JayJay, I am glad you are doing so well without the cell phone, cable and A/C. But there are those in our world who are truly addicted. A young lady in our office has 2 cell phones with her at all times. Every chance she gets she is talking on one and texting on the other at the same time. The boss has spoken to her about this but she continues. She will say she is going to the restroom and I will see her outside talking and texting away. I just don't have that much to say. LOL When the boss got strict with her she got very angry. To me that is an adiction.


----------



## lhalfcent (Mar 11, 2010)

Immolatus said:


> Ah crap. I guess I'll just be screwed.
> Is this article basically saying there no hope for the bulk of life on the planet?
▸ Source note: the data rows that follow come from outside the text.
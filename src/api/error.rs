use reqwest::StatusCode;
use serde_json::Value;
use thiserror::Error;

/// Failure talking to the platform API.
///
/// Every variant carries enough context to produce a message a user can
/// act on; [`ApiError::user_message`] is what the UI shows.
#[derive(Debug, Error)]
pub enum ApiError {
    #[error("{fallback}: {source}")]
    Transport {
        fallback: String,
        #[source]
        source: reqwest::Error,
    },

    #[error("{message} (status {status})")]
    Backend { status: u16, message: String },

    #[error("{0}")]
    NotFound(String),

    #[error("{fallback}: unexpected response ({source})")]
    Decode {
        fallback: String,
        #[source]
        source: serde_json::Error,
    },

    #[error("{0}")]
    GraphQl(String),

    #[error("Invalid API configuration: {0}")]
    Config(String),
}

impl ApiError {
    pub fn transport(fallback: &str, source: reqwest::Error) -> Self {
        Self::Transport {
            fallback: fallback.to_string(),
            source,
        }
    }

    pub fn decode(fallback: &str, source: serde_json::Error) -> Self {
        Self::Decode {
            fallback: fallback.to_string(),
            source,
        }
    }

    /// Normalise a non-success response into an error.
    ///
    /// The backend reports failures in several shapes: `{"message": ...}`,
    /// `{"error": ...}`, GraphQL-style `{"errors": [{"message": ...}]}`, or
    /// no JSON body at all. The first message found wins; otherwise the
    /// caller's fallback text (e.g. "Failed to fetch roles") is used.
    pub fn from_response(status: StatusCode, body: &str, fallback: &str) -> Self {
        match extract_message(body) {
            Some(message) => Self::Backend {
                status: status.as_u16(),
                message,
            },
            None if status == StatusCode::NOT_FOUND => Self::NotFound(fallback.to_string()),
            None => Self::Backend {
                status: status.as_u16(),
                message: fallback.to_string(),
            },
        }
    }

    /// Text shown in the table or in a toast.
    pub fn user_message(&self) -> String {
        match self {
            Self::Transport { fallback, .. } | Self::Decode { fallback, .. } => fallback.clone(),
            Self::Backend { message, .. } | Self::NotFound(message) | Self::GraphQl(message) => {
                message.clone()
            }
            Self::Config(_) => self.to_string(),
        }
    }
}

/// Find the first human-readable message in a JSON error body.
pub fn extract_message(body: &str) -> Option<String> {
    let value: Value = serde_json::from_str(body).ok()?;
    let text = |v: &Value| {
        v.as_str()
            .map(str::trim)
            .filter(|s| !s.is_empty())
            .map(ToString::to_string)
    };

    text(&value["message"])
        .or_else(|| text(&value["error"]))
        .or_else(|| text(&value["error"]["message"]))
        .or_else(|| text(&value["errors"][0]["message"]))
}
Thanks!
> 
> Consider my milk thoroughly clabbered.


well isn't clabbered milk just yogurt or perhaps cheese? 
lol
ok I am going to coin a new phrase ....
'when the universe throws you a solar flare make cheese' :beercheer:


----------



## The_Blob (Dec 24, 2008)

JayJay said:


> but, didn't it say meltdown..as in serious radioactive crap??? not just losing electricity??
> And by the way---your post resonates with me...I ditched cable last month---cell has been on the bench in the garage for about 3 weeks now---...a/c isn't on...drive without a/c, but window down....and I am just fine...not in withdrawal..pulse fine, heart rate normal...in fact, I checked BP at Sam's Sunday---I'm either a bird or dead!!!:dunno:


:congrat: to you

I went a different path. I get all my TV from the internet & use a MagicJack VOIP with my laptop (17" screen is good enough for me, plus I can always plug it into a bigger TV) and use a lot of 'free' WiFi. I have a prepaid cellular (no expiration) for emergencies just in case. It doesn't get hot enough in Ohio to warrant a/c IMHO.


----------